My Max ate a stretchy sock. After knowing of a golden that had obstruction surgery from pantyhose, I freaked out thinking that would happen to him. I gave Max some in my rushed state - It worked and he threw the sock up on the 3rd or 4th try. Even nutty as I was, I would have not even thought to give him that for anything solid, or sharp that could hurt more coming back up.


----------



## RedDogs (Jan 30, 2010)

And note to self: this is an outdoor activity!

Talk to your vet about it and have them show you (...without using the product!) how to best restrain/pour. This is something I practice with my dogs/puppies... dumping a few treats into their mouths. When it's been time to actually induce vomiting...the restraint and process was not an issue.


----------



## CarolinaCasey (Jun 1, 2007)

FlyingQuizini said:


> It is sometimes used, but don't do it w/o consulting a vet first. Some things are more harmful if you try and get them to come back up than if you just let them pass on their own. *The freshness of the peroxide has a lot to do with how well it works, too.*
> 
> And many things that a dog eats are not dangerous enough to warrant (IMO) putting a dog through the unplesant experience of first, being restrained in such a way as to get the peroxide into said dog, and then to be puking his guts out.
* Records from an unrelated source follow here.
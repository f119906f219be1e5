//! CSV ingestion for named samples.
//!
//! Reads delimited numeric tables into [`Sample`]s, one per file, with the
//! file's basename as the sample name. Column handling mirrors common
//! geolocation exports: explicit column names win, otherwise `lat`/`lon`
//! (case-insensitive) are preferred, otherwise the first two numeric
//! columns are used, and a lone numeric column drops the sample into 1-D
//! mode. Rows with a missing or non-numeric cell in a selected column are
//! dropped. Oversized files are subsampled reproducibly to a row cap.

use crate::error::{Result, SwdError};
use crate::sample::{NamedSample, Sample};
use std::path::{Path, PathBuf};

/// Which columns of a CSV file feed the sample.
#[derive(Clone, Debug, Default, PartialEq)]
pub enum ColumnSelect {
    /// Prefer `lat`/`lon`, fall back to the first (up to two) numeric columns.
    #[default]
    Auto,
    /// Use exactly these header names, in order.
    Named(Vec<String>),
}

/// Loader configuration.
#[derive(Clone, Debug)]
pub struct LoadOptions {
    /// Column selection policy.
    pub columns: ColumnSelect,
    /// Row cap per file; 0 disables subsampling.
    pub cap: usize,
    /// Seed for the reproducible subsample.
    pub seed: u64,
}

impl Default for LoadOptions {
    fn default() -> Self {
        Self {
            columns: ColumnSelect::Auto,
            cap: 200,
            seed: 42,
        }
    }
}

fn split_fields(line: &str) -> Vec<&str> {
    line.split(',').map(str::trim).collect()
}

/// A column is numeric when it has at least one value and every present
/// value parses as a float.
fn is_numeric_column(rows: &[Vec<&str>], index: usize) -> bool {
    let mut seen = false;
    for row in rows {
        match row.get(index) {
            None => continue,
            Some(cell) if cell.is_empty() => continue,
            Some(cell) => {
                if cell.parse::<f64>().is_err() {
                    return false;
                }
                seen = true;
            }
        }
    }
    seen
}

fn resolve_columns(
    header: &[&str],
    rows: &[Vec<&str>],
    select: &ColumnSelect,
    file: &str,
) -> Result<Vec<usize>> {
    match select {
        ColumnSelect::Named(names) => names
            .iter()
            .map(|name| {
                header
                    .iter()
                    .position(|h| h == name)
                    .ok_or_else(|| SwdError::MissingColumn {
                        column: name.clone(),
                        file: file.to_string(),
                    })
            })
            .collect(),
        ColumnSelect::Auto => {
            let lat = header.iter().position(|h| h.eq_ignore_ascii_case("lat"));
            let lon = header.iter().position(|h| h.eq_ignore_ascii_case("lon"));
            if let (Some(lat), Some(lon)) = (lat, lon) {
                return Ok(vec![lat, lon]);
            }
            let numeric: Vec<usize> = (0..header.len())
                .filter(|&i| is_numeric_column(rows, i))
                .collect();
            if numeric.is_empty() {
                return Err(SwdError::NoNumericColumns(file.to_string()));
            }
            Ok(numeric.into_iter().take(2).collect())
        }
    }
}

/// Load one CSV file as a named sample.
///
/// The first line is the header. A file whose selected columns yield no
/// complete numeric row is reported as an empty sample.
pub fn load_csv(path: impl AsRef<Path>, options: &LoadOptions) -> Result<NamedSample> {
    let path = path.as_ref();
    let name = path
        .file_name()
        .map(|n| n.to_string_lossy().into_owned())
        .unwrap_or_else(|| path.display().to_string());

    let contents = std::fs::read_to_string(path)?;
    let mut lines = contents.lines().filter(|l| !l.trim().is_empty());
    let header = match lines.next() {
        Some(line) => split_fields(line),
        None => return Err(SwdError::EmptySample(name)),
    };
    let rows: Vec<Vec<&str>> = lines.map(split_fields).collect();

    let columns = resolve_columns(&header, &rows, &options.columns, &name)?;

    let mut points = Vec::with_capacity(rows.len());
    'row: for row in &rows {
        let mut point = Vec::with_capacity(columns.len());
        for &col in &columns {
            match row.get(col).and_then(|cell| cell.parse::<f64>().ok()) {
                Some(value) => point.push(value),
                None => continue 'row,
            }
        }
        points.push(point);
    }
    if points.is_empty() {
        return Err(SwdError::EmptySample(name));
    }

    let sample = Sample::multi(points)?.subsample(options.cap, options.seed, &name);
    Ok(NamedSample::new(name, sample))
}

/// All `*.csv` paths directly under `dir`, sorted by file name.
pub fn find_csv_files(dir: impl AsRef<Path>) -> Result<Vec<PathBuf>> {
    let mut paths: Vec<PathBuf> = std::fs::read_dir(dir)?
        .collect::<std::io::Result<Vec<_>>>()?
        .into_iter()
        .map(|entry| entry.path())
        .filter(|path| {
            path.extension()
                .map(|ext| ext.eq_ignore_ascii_case("csv"))
                .unwrap_or(false)
        })
        .collect();
    paths.sort();
    Ok(paths)
}

/// Load every `*.csv` under `dir` as named samples, sorted by file name.
pub fn load_csv_dir(dir: impl AsRef<Path>, options: &LoadOptions) -> Result<Vec<NamedSample>> {
    find_csv_files(dir)?
        .iter()
        .map(|path| load_csv(path, options))
        .collect()
}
Yes, I have a small, fresh bottle for my "k9 First Aid Kit" that I made. However, at work we use it to induce vomiting and it comes out of a 1 gallon jug that we've had open for about a year since we don't use it often... and it still works. So, I'm not sure about freshness the more that I think about it, but would rather keep my fresh bottle handy in case!!


----------



## FlyingQuizini (Oct 24, 2006)

And regarding things that might be pointy and causing damage... it's not just pointy or sharp. Certain toxins can further burn the system, too.


----------



## IowaGold (Nov 3, 2009)

It helps to feed them a bit of bread of something bulky right before inducing vomiting too. Not sure if it helps because there's more there to vomit or because the bulky item takes up room in the stomach allowing one to use a smaller amount of the H2O2 to tickle the lining of the stomach.


----------



## LibertyME (Jan 6, 2007)

side note: 
If used....be prepared for multiple puke-A-tions...not one nice neat pile of puke...


----------



## moverking (Feb 26, 2007)

Peroxides bubbles and foams whenever it comes in contact with pretty much any organic substance- blood, protein, food products...(next time you get blood on clothing pour a little peroxide on and watch, it's also a stain remover but only on light or white fabrics).

So if pup has a stomach full of food, and you add peroxide, a LOT of foaming occurs, creates pressure and the dog vomits. If their belly is empty, adding bread would help the process.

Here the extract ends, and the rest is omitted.